Son profil d'innocuité semble satisfaisant. La plupart des effets secondaires détectés apparaissent bénins, à l’instar de réactions au site d’injection, de céphalées, d’asthénie, de symptômes pseudo-grippaux, etc. Si des évènements indésirables graves sont survenus chez 45 participants du bras interventionnel (et 23 au sein du groupe placébo), aucun ne serait lié au vaccin. De même, trois décès survenus parmi les volontaires ayant reçu le vaccin seraient plutôt associés à une fracture vertébrale ou à deux cas de covid-19 (chez des patients particulièrement fragiles très probablement infectés avant administration du vaccin).
Pas de conservation en supercongélateurs
Outre cette efficacité importante et ce profil d’innocuité rassurant, les auteurs du commentaire du Lancet notent également les conditions de conservation intéressantes du vaccin russe. « On pense que [sa stabilité physique] pourrait permettre de le conserver à – 18 °C environ, ce qui est faisable pour de nombreuses chaînes d’approvisionnement ». « L’inconvénient des vaccins à base d’adénovirus recombinants est [toutefois] que de fortes doses [de vecteur] sont nécessaires, généralement 10¹⁰ ou 10¹¹ particules, ce qui impose des exigences importantes en matière de fabrication […] pour un déploiement à l'échelle mondiale », nuancent-ils.
Quoi qu’il en soit, la perspective d'une utilisation française ne semble pas immédiate.
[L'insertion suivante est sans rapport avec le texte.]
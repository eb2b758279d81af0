// Reading files as numbered lines
use crate::{Error, Result};
use std::fs;
use std::path::Path;

/// A file's contents plus its line count
///
/// Lines are counted like `wc -l` does: one per newline. A trailing fragment
/// with no newline after it doesn't count, and a file with zero newlines has
/// nothing to quiz on.
#[derive(Debug, Clone)]
pub struct FileText {
    content: String,
    total_lines: usize,
}

impl FileText {
    /// Read a file fresh from disk. Invalid UTF-8 gets replaced, not rejected.
    pub fn read(path: &Path) -> Result<Self> {
        let bytes = fs::read(path).map_err(|source| Error::Read {
            path: path.to_path_buf(),
            source,
        })?;
        Ok(Self::from_content(String::from_utf8_lossy(&bytes).into_owned()))
    }

    pub fn from_content(content: impl Into<String>) -> Self {
        let content = content.into();
        let total_lines = count_lines(&content);
        Self {
            content,
            total_lines,
        }
    }

    pub fn total_lines(&self) -> usize {
        self.total_lines
    }

    /// 1-based line lookup, `None` outside `[1, total_lines]`
    pub fn line(&self, number: usize) -> Option<&str> {
        if number == 0 || number > self.total_lines {
            return None;
        }
        self.content.lines().nth(number - 1)
    }

    /// Lines `from..=to` (1-based), paired with their numbers
    pub fn range(&self, from: usize, to: usize) -> impl Iterator<Item = (usize, &str)> {
        let from = from.max(1);
        let to = to.min(self.total_lines);
        self.content
            .lines()
            .enumerate()
            .map(|(i, line)| (i + 1, line))
            .skip(from - 1)
            .take((to + 1).saturating_sub(from))
    }
}

/// Count newline characters - the same number `wc -l` reports
pub fn count_lines(content: &str) -> usize {
    content.bytes().filter(|&b| b == b'\n').count()
}
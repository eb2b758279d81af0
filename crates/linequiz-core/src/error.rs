use std::path::{Path, PathBuf};
use thiserror::Error;

/// All the ways a quiz can go wrong
///
/// Same deal as everywhere else: thiserror writes the Display impls so we don't have to.
#[derive(Error, Debug)]
pub enum Error {
    #[error("No eligible files found under {}", .root.display())]
    NoEligibleFiles { root: PathBuf },

    #[error("{} has no lines to quiz on", .path.display())]
    EmptyFile { path: PathBuf },

    #[error("Could not read {}: {source}", .path.display())]
    Read {
        path: PathBuf,
        #[source]
        source: std::io::Error,
    },

    #[error("None of the {files} eligible files has a line to quiz on")]
    NothingToQuiz { files: usize },
}

impl Error {
    /// Errors that only spoil the current round.
    ///
    /// The looping session shrugs these off and draws again; anything else ends the session.
    pub fn is_round_failure(&self) -> bool {
        matches!(self, Error::EmptyFile { .. } | Error::Read { .. })
    }

    /// The file a round failure is about
    pub fn path(&self) -> Option<&Path> {
        match self {
            Error::EmptyFile { path } | Error::Read { path, .. } => Some(path),
            Error::NoEligibleFiles { .. } | Error::NothingToQuiz { .. } => None,
        }
    }
}
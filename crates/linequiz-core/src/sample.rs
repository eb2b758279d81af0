// Picking a file and a line for each round
use crate::{enumerate::EligibleFiles, text::FileText, Error, Result};
use rand::{rngs::StdRng, Rng, SeedableRng};
use std::path::PathBuf;
use std::time::{SystemTime, UNIX_EPOCH};
use tracing::debug;

/// How many line draws we make before settling for a blank line
pub const MAX_LINE_ATTEMPTS: u32 = 15;

/// Hands out a fresh seed for every round
///
/// Trait so tests (and `--seed`) can swap the clock for something predictable.
#[cfg_attr(test, mockall::automock)]
pub trait SeedSource {
    fn next_seed(&mut self) -> u64;
}

/// Seeds from the process id and the wall clock
#[derive(Debug)]
pub struct ClockSeed {
    pid: u32,
    rounds: u64,
}

impl ClockSeed {
    pub fn new() -> Self {
        Self {
            pid: std::process::id(),
            rounds: 0,
        }
    }
}

impl Default for ClockSeed {
    fn default() -> Self {
        Self::new()
    }
}

impl SeedSource for ClockSeed {
    fn next_seed(&mut self) -> u64 {
        // Nanoseconds when the clock has them, whole seconds when it doesn't
        let stamp = match SystemTime::now().duration_since(UNIX_EPOCH) {
            Ok(elapsed) if elapsed.subsec_nanos() != 0 => elapsed.as_nanos() as u64,
            Ok(elapsed) => elapsed.as_secs(),
            Err(_) => 0,
        };
        self.rounds += 1;

        // The round counter keeps two rounds inside one clock tick apart
        stamp ^ (u64::from(self.pid) << 32) ^ self.rounds.wrapping_mul(0x9E37_79B9_7F4A_7C15)
    }
}

/// Deterministic seeds: base, base + 1, base + 2, ...
#[derive(Debug, Clone)]
pub struct FixedSeed {
    base: u64,
    rounds: u64,
}

impl FixedSeed {
    pub fn new(base: u64) -> Self {
        Self { base, rounds: 0 }
    }
}

impl SeedSource for FixedSeed {
    fn next_seed(&mut self) -> u64 {
        let seed = self.base.wrapping_add(self.rounds);
        self.rounds += 1;
        seed
    }
}

/// One question: where does this line live?
#[derive(Debug, Clone, PartialEq, Eq)]
pub struct QuizRound {
    pub path: PathBuf,
    pub total_lines: usize,
    /// 1-based, always within `[1, total_lines]`
    pub line_number: usize,
    pub line: String,
    /// Line draws it took, at most `MAX_LINE_ATTEMPTS`
    pub attempts: u32,
}

/// Result of drawing a line from a single file
#[derive(Debug, Clone, PartialEq, Eq)]
pub struct LinePick {
    pub number: usize,
    pub text: String,
    pub attempts: u32,
}

/// Draw a line uniformly from `text`, redrawing blanks
///
/// Every attempt reseeds from `seed` and the attempt number so a blank line doesn't
/// just come back.
/// If all attempts land on blanks we keep the last one - good enough.
/// `None` only when the file has no lines at all.
pub fn pick_line(text: &FileText, seed: u64) -> Option<LinePick> {
    let total = text.total_lines();
    if total == 0 {
        return None;
    }

    let mut pick = None;
    for attempt in 1..=MAX_LINE_ATTEMPTS {
        let mut rng = StdRng::seed_from_u64(attempt_seed(seed, attempt));
        let number = rng.gen_range(1..=total);
        let line = text.line(number).unwrap_or_default();
        let blank = line.trim().is_empty();

        pick = Some(LinePick {
            number,
            text: line.to_string(),
            attempts: attempt,
        });

        if !blank {
            break;
        }
        debug!("Line {} is blank, redrawing (attempt {})", number, attempt);
    }

    pick
}

// Mixed rather than added, so with `FixedSeed` attempt k never replays round r+k's seed
fn attempt_seed(seed: u64, attempt: u32) -> u64 {
    seed ^ u64::from(attempt).wrapping_mul(0x9E37_79B9_7F4A_7C15)
}

/// The per-round random picker
///
/// Uniform over files first, then uniform over lines in that file. Short files
/// come up as often as long ones, on purpose.
pub struct Sampler<S: SeedSource> {
    seeds: S,
}

impl<S: SeedSource> Sampler<S> {
    pub fn new(seeds: S) -> Self {
        Self { seeds }
    }

    /// Draw a fresh round. Read errors and empty files come back as round failures.
    pub fn draw(&mut self, files: &EligibleFiles) -> Result<QuizRound> {
        let seed = self.seeds.next_seed();
        let mut rng = StdRng::seed_from_u64(seed);
        let path = files.pick(&mut rng).to_path_buf();
        debug!("Round seed {} picked {}", seed, path.display());

        let text = FileText::read(&path)?;
        let pick = match pick_line(&text, seed) {
            Some(pick) => pick,
            None => return Err(Error::EmptyFile { path }),
        };

        Ok(QuizRound {
            path,
            total_lines: text.total_lines(),
            line_number: pick.number,
            line: pick.text,
            attempts: pick.attempts,
        })
    }
}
Le ministère de la Santé français souligne en effet qu’une approbation par l’Agence européenne du médicament est encore nécessaire pour que Spoutnik soit intégré au portefeuille des vaccins anti-Covid utilisés en France. Il faudrait également que le laboratoire se rapproche de l’Union européenne pour formuler une offre, « ce qui n’est pas le cas à ce jour », précise-t-il.